— Но ведь там ремонт! — У старушки было подвижное, все в морщинах лицо и очень живые черные глаза. — Еще вчера поздно вечером ремонт там шел полным ходом!

— Вы ошибаетесь, мадам. Господа Шимонеки, хозяева квартиры, несколько дней назад отбыли на летний отдых, передав ключи профессору Редлиху. А сегодня с утра в квартиру вселились мы.

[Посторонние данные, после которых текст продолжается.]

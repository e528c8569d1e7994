//! Google Gemini provider implementation

use super::error::{classify_send_error, classify_status};
use super::types::{LlmRequest, LlmResponse, MessageRole, Usage};
use super::{LlmError, LlmService};
use async_trait::async_trait;
use reqwest::Client;
use serde::{Deserialize, Serialize};
use std::time::Duration;

/// Gemini models
#[derive(Debug, Clone, Copy)]
pub enum GeminiModel {
    Gemini25Flash,
    Gemini25Pro,
}

impl GeminiModel {
    pub fn api_name(self) -> &'static str {
        match self {
            GeminiModel::Gemini25Flash => "gemini-2.5-flash",
            GeminiModel::Gemini25Pro => "gemini-2.5-pro",
        }
    }

    pub fn model_id(self) -> &'static str {
        match self {
            GeminiModel::Gemini25Flash => "gemini-2.5-flash",
            GeminiModel::Gemini25Pro => "gemini-2.5-pro",
        }
    }
}

/// Gemini service implementation
pub struct GeminiService {
    client: Client,
    api_key: String,
    base_url: String,
    model_id: String,
}

impl GeminiService {
    pub fn new(api_key: String, model: GeminiModel, gateway: Option<&str>) -> Result<Self, String> {
        let base_url = match gateway {
            Some(gw) => format!(
                "{}/gemini/v1beta/models/{}:generateContent",
                gw.trim_end_matches('/'),
                model.api_name()
            ),
            None => format!(
                "https://generativelanguage.googleapis.com/v1beta/models/{}:generateContent",
                model.api_name()
            ),
        };

        let client = Client::builder()
            .timeout(Duration::from_secs(300))
            .build()
            .map_err(|e| format!("Failed to create HTTP client: {e}"))?;

        Ok(Self {
            client,
            api_key,
            base_url,
            model_id: model.model_id().to_string(),
        })
    }

    fn translate_request(request: &LlmRequest) -> GeminiRequest {
        let system_instruction = if request.system.is_empty() {
            None
        } else {
            Some(GeminiContent {
                role: None,
                parts: vec![GeminiPart {
                    text: Some(request.system.clone()),
                }],
            })
        };

        let contents = request
            .messages
            .iter()
            .map(|msg| GeminiContent {
                role: Some(
                    match msg.role {
                        MessageRole::User => "user",
                        MessageRole::Assistant => "model",
                    }
                    .to_string(),
                ),
                parts: vec![GeminiPart {
                    text: Some(msg.text.clone()),
                }],
            })
            .collect();

        GeminiRequest {
            contents,
            system_instruction,
            generation_config: Some(GeminiGenerationConfig {
                max_output_tokens: request.max_tokens,
                temperature: request.temperature,
            }),
        }
    }

    fn normalize_response(resp: GeminiResponse) -> Result<LlmResponse, LlmError> {
        if let Some(reason) = resp.prompt_feedback.and_then(|f| f.block_reason) {
            return Err(LlmError::invalid_request(format!(
                "Prompt blocked by provider: {reason}"
            )));
        }

        let candidate = resp
            .candidates
            .into_iter()
            .next()
            .ok_or_else(|| LlmError::unknown("No candidates in response"))?;

        let text = candidate
            .content
            .map(|c| {
                c.parts
                    .into_iter()
                    .filter_map(|p| p.text)
                    .collect::<Vec<_>>()
                    .join("")
            })
            .unwrap_or_default();

        let end_turn = candidate.finish_reason.as_deref() == Some("STOP");
        let usage = resp.usage_metadata.unwrap_or_default();

        Ok(LlmResponse {
            text,
            end_turn,
            usage: Usage {
                input_tokens: u64::from(usage.prompt_token_count),
                output_tokens: u64::from(usage.candidates_token_count),
            },
        })
    }
}

#[async_trait]
impl LlmService for GeminiService {
    async fn complete(&self, request: &LlmRequest) -> Result<LlmResponse, LlmError> {
        let gemini_request = Self::translate_request(request);

        let mut builder = self
            .client
            .post(&self.base_url)
            .header("Content-Type", "application/json");
        // Gateway mode handles authentication itself
        if !self.api_key.starts_with("implicit") {
            builder = builder.header("x-goog-api-key", &self.api_key);
        }

        let response = builder
            .json(&gemini_request)
            .send()
            .await
            .map_err(|e| classify_send_error(&e))?;

        let status = response.status();
        let body = response
            .text()
            .await
            .map_err(|e| LlmError::network(format!("Failed to read response: {e}")))?;

        if !status.is_success() {
            let message = serde_json::from_str::<GeminiErrorResponse>(&body)
                .map_or(body, |resp| resp.error.message);
            return Err(classify_status(status, &message));
        }

        let gemini_response: GeminiResponse = serde_json::from_str(&body).map_err(|e| {
            LlmError::unknown(format!("Failed to parse response: {e} - body: {body}"))
        })?;

        Self::normalize_response(gemini_response)
    }

    fn model_id(&self) -> &str {
        &self.model_id
    }
}

// Gemini API types

#[derive(Debug, Serialize)]
#[serde(rename_all = "camelCase")]
struct GeminiRequest {
    contents: Vec<GeminiContent>,
    #[serde(skip_serializing_if = "Option::is_none")]
    system_instruction: Option<GeminiContent>,
    #[serde(skip_serializing_if = "Option::is_none")]
    generation_config: Option<GeminiGenerationConfig>,
}

#[derive(Debug, Serialize, Deserialize)]
struct GeminiContent {
    #[serde(skip_serializing_if = "Option::is_none")]
    role: Option<String>,
    #[serde(default)]
    parts: Vec<GeminiPart>,
}

#[derive(Debug, Serialize, Deserialize)]
struct GeminiPart {
    #[serde(skip_serializing_if = "Option::is_none")]
    text: Option<String>,
}

#[derive(Debug, Serialize)]
#[serde(rename_all = "camelCase")]
struct GeminiGenerationConfig {
    #[serde(skip_serializing_if = "Option::is_none")]
    max_output_tokens: Option<u32>,
    #[serde(skip_serializing_if = "Option::is_none")]
    temperature: Option<f32>,
}

#[derive(Debug, Deserialize)]
#[serde(rename_all = "camelCase")]
struct GeminiResponse {
    #[serde(default)]
    candidates: Vec<GeminiCandidate>,
    usage_metadata: Option<GeminiUsageMetadata>,
    prompt_feedback: Option<GeminiPromptFeedback>,
}

#[derive(Debug, Deserialize)]
#[serde(rename_all = "camelCase")]
struct GeminiCandidate {
    content: Option<GeminiContent>,
    finish_reason: Option<String>,
}

#[derive(Debug, Default, Deserialize)]
#[serde(rename_all = "camelCase")]
struct GeminiUsageMetadata {
    #[serde(default)]
    prompt_token_count: u32,
    #[serde(default)]
    candidates_token_count: u32,
}

#[derive(Debug, Deserialize)]
#[serde(rename_all = "camelCase")]
struct GeminiPromptFeedback {
    block_reason: Option<String>,
}

#[derive(Debug, Deserialize)]
struct GeminiErrorResponse {
    error: GeminiError,
}

#[derive(Debug, Deserialize)]
struct GeminiError {
    message: String,
}
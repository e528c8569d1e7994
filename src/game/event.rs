//! Events that can occur during a game

use super::state::{Answer, Difficulty};
use crate::question::{ProviderError, QuestionReply};

/// Events that trigger state transitions
#[derive(Debug, Clone)]
pub enum Event {
    // User intents
    Start { difficulty: Difficulty },
    Answer { answer: Answer },
    ConfirmGuess { correct: bool },
    Undo,
    GiveUp,
    PlayAgain,
    DismissError,

    // Provider outcomes
    QuestionReceived { reply: QuestionReply },
    ProviderFailed { error: ProviderError },
}

impl Event {
    /// Short name for logging
    pub fn name(&self) -> &'static str {
        match self {
            Event::Start { .. } => "start",
            Event::Answer { .. } => "answer",
            Event::ConfirmGuess { .. } => "confirm_guess",
            Event::Undo => "undo",
            Event::GiveUp => "give_up",
            Event::PlayAgain => "play_again",
            Event::DismissError => "dismiss_error",
            Event::QuestionReceived { .. } => "question_received",
            Event::ProviderFailed { .. } => "provider_failed",
        }
    }
}
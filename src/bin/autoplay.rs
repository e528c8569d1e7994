//! Autoplay - plays scripted games against a running server
//!
//! Each built-in item answers questions from a keyword table, so a full
//! game can be exercised end to end without a human at the keyboard.

use clap::Parser;
use serde::{Deserialize, Serialize};
use std::process::ExitCode;

#[derive(Parser)]
#[command(name = "autoplay", about = "Play scripted 20 Questions games against a server")]
struct Args {
    /// Server base URL
    #[arg(long, default_value = "http://localhost:3000")]
    base_url: String,

    /// Item to play (repeatable); defaults to every built-in item
    #[arg(long = "item")]
    items: Vec<String>,

    /// Questions allowed per game
    #[arg(long, default_value_t = 20)]
    max_questions: usize,
}

/// A thing the player can be thinking of
struct Item {
    name: &'static str,
    /// First keyword contained in the question decides the answer
    answers: &'static [(&'static str, &'static str)],
}

const ITEMS: &[Item] = &[
    Item {
        name: "apple",
        answers: &[
            ("apple", "yes"),
            ("fruit", "yes"),
            ("food", "yes"),
            ("eat", "yes"),
            ("plant", "yes"),
            ("tree", "yes"),
            ("red", "yes"),
            ("round", "yes"),
            ("sweet", "yes"),
            ("natural", "yes"),
            ("grow", "yes"),
            ("alive", "maybe"),
            ("living", "maybe"),
            ("animal", "no"),
            ("vegetable", "no"),
            ("man-made", "no"),
            ("made by", "no"),
            ("machine", "no"),
            ("bigger", "no"),
            ("larger", "no"),
            ("electronic", "no"),
        ],
    },
    Item {
        name: "truck",
        answers: &[
            ("truck", "yes"),
            ("vehicle", "yes"),
            ("wheels", "yes"),
            ("drive", "yes"),
            ("road", "yes"),
            ("transport", "yes"),
            ("engine", "yes"),
            ("man-made", "yes"),
            ("made by", "yes"),
            ("machine", "yes"),
            ("metal", "yes"),
            ("bigger", "yes"),
            ("larger", "yes"),
            ("car", "maybe"),
            ("alive", "no"),
            ("living", "no"),
            ("animal", "no"),
            ("food", "no"),
            ("eat", "no"),
            ("natural", "no"),
            ("fly", "no"),
            ("water", "no"),
        ],
    },
    Item {
        name: "cow",
        answers: &[
            ("cow", "yes"),
            ("animal", "yes"),
            ("alive", "yes"),
            ("living", "yes"),
            ("mammal", "yes"),
            ("farm", "yes"),
            ("milk", "yes"),
            ("legs", "yes"),
            ("four", "yes"),
            ("natural", "yes"),
            ("bigger", "yes"),
            ("larger", "yes"),
            ("grass", "yes"),
            ("pet", "no"),
            ("wild", "no"),
            ("fly", "no"),
            ("water", "no"),
            ("man-made", "no"),
            ("made by", "no"),
            ("machine", "no"),
        ],
    },
];

#[derive(Serialize)]
#[serde(rename_all = "camelCase")]
struct QuestionRequest<'a> {
    history: &'a [QuestionAnswer],
    max_questions: usize,
}

#[derive(Serialize)]
#[serde(rename_all = "camelCase")]
struct QuestionAnswer {
    question_number: usize,
    question: String,
    answer: &'static str,
}

#[derive(Deserialize)]
#[serde(rename_all = "camelCase")]
struct QuestionReply {
    question: String,
    is_guess: bool,
}

#[derive(Debug, PartialEq)]
enum GameResult {
    Won { questions: usize },
    Lost { questions: usize },
    Failed(String),
}

impl Item {
    fn answer(&self, question: &str) -> &'static str {
        let question = question.to_lowercase();
        if let Some(&(_, answer)) = self
            .answers
            .iter()
            .find(|&&(keyword, _)| question.contains(keyword))
        {
            return answer;
        }
        if question.contains("is it a ") || question.contains("is it an ") {
            "no"
        } else {
            "maybe"
        }
    }

    fn is_named_in(&self, guess: &str) -> bool {
        guess.to_lowercase().contains(self.name)
    }
}

fn ask(agent: &ureq::Agent, base_url: &str, request: &QuestionRequest<'_>) -> Result<QuestionReply, String> {
    let url = format!("{}/api/question", base_url.trim_end_matches('/'));
    match agent.post(&url).send_json(request) {
        Ok(response) => response
            .into_json()
            .map_err(|e| format!("invalid reply: {e}")),
        Err(ureq::Error::Status(code, response)) => {
            let body = response.into_string().unwrap_or_default();
            Err(format!("HTTP {code}: {body}"))
        }
        Err(e) => Err(e.to_string()),
    }
}

fn play(agent: &ureq::Agent, base_url: &str, item: &Item, max_questions: usize) -> GameResult {
    let mut history: Vec<QuestionAnswer> = Vec::new();

    while history.len() < max_questions {
        let reply = match ask(
            agent,
            base_url,
            &QuestionRequest {
                history: &history,
                max_questions,
            },
        ) {
            Ok(reply) => reply,
            Err(e) => return GameResult::Failed(e),
        };

        println!("  Q{}: {}", history.len() + 1, reply.question);

        if reply.is_guess && item.is_named_in(&reply.question) {
            println!("  A: yes, you got it!");
            return GameResult::Won {
                questions: history.len() + 1,
            };
        }

        let answer = if reply.is_guess {
            "no"
        } else {
            item.answer(&reply.question)
        };
        println!("  A: {answer}");
        history.push(QuestionAnswer {
            question_number: history.len() + 1,
            question: reply.question,
            answer,
        });
    }

    GameResult::Lost {
        questions: history.len(),
    }
}

fn main() -> ExitCode {
    let args = Args::parse();

    let items: Vec<&Item> = if args.items.is_empty() {
        ITEMS.iter().collect()
    } else {
        let mut selected = Vec::new();
        for name in &args.items {
            match ITEMS.iter().find(|item| item.name.eq_ignore_ascii_case(name)) {
                Some(item) => selected.push(item),
                None => {
                    let known: Vec<_> = ITEMS.iter().map(|item| item.name).collect();
                    eprintln!("Unknown item {name:?}; known items: {}", known.join(", "));
                    return ExitCode::FAILURE;
                }
            }
        }
        selected
    };

    let agent = ureq::AgentBuilder::new()
        .timeout(std::time::Duration::from_secs(120))
        .build();

    let mut failed = false;
    let mut results = Vec::new();
    for item in items {
        println!("Playing with {:?}", item.name);
        let result = play(&agent, &args.base_url, item, args.max_questions);
        failed |= matches!(result, GameResult::Failed(_));
        results.push((item.name, result));
    }

    println!();
    for (name, result) in &results {
        match result {
            GameResult::Won { questions } => println!("{name:>8}: won in {questions} questions"),
            GameResult::Lost { questions } => println!("{name:>8}: lost after {questions} questions"),
            GameResult::Failed(e) => println!("{name:>8}: error: {e}"),
        }
    }

    if failed {
        ExitCode::FAILURE
    } else {
        ExitCode::SUCCESS
    }
}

— Я не ошибаюсь! Я не ошибаюсь никогда! — Она сердито пристукнула тяжелым металлическим набалдашником трости по плиткам пола, и собачонка, тоненько взвизгнув, метнулась внутрь квартиры. — Не бойся, Альма, нельзя же быть такой трусихой!.. Два вечера подряд там что-то скоблили, в вашей квартире. Я как раз решила кончать со снотворным и вертелась без сна в постели. И, надо вам сказать, злилась ужасно. Не самое подходящее время для такого рода дел! Хоть и негромко, а все равно мешает, особенно если не можешь уснуть. А вчера вечером, тоже достаточно поздно, настало уже время прогуливать Альму, рабочий вынес в ведре штукатурку — я совершенно случайно подглядела в глазок. Так что же это, если не ремонт? Как это еще называется, по-вашему?

Странно… Вальтер не говорил мне ни о каком ремонте. Скорее всего, он и сам ничего не знал. Ремонт… В отсутствие хозяев… Перед самым нашим вселением… А старушка стояла рядом и, подняв голову, с величавой суровостью ожидала моего ответа.

— Вы правы, мадам. Судя по всему, это и в самом деле был непредвиденный ремонт. Возможно, прорвало трубы, обвалился потолок, еще что-нибудь в этом роде.

— А ключи? Они ведь были, вы говорите, у вашего друга.

— О, это просто! Шимонеки могли оставить запасной комплект в дворницкой. Так что приношу вам извинения, мадам, за свою невольную вину.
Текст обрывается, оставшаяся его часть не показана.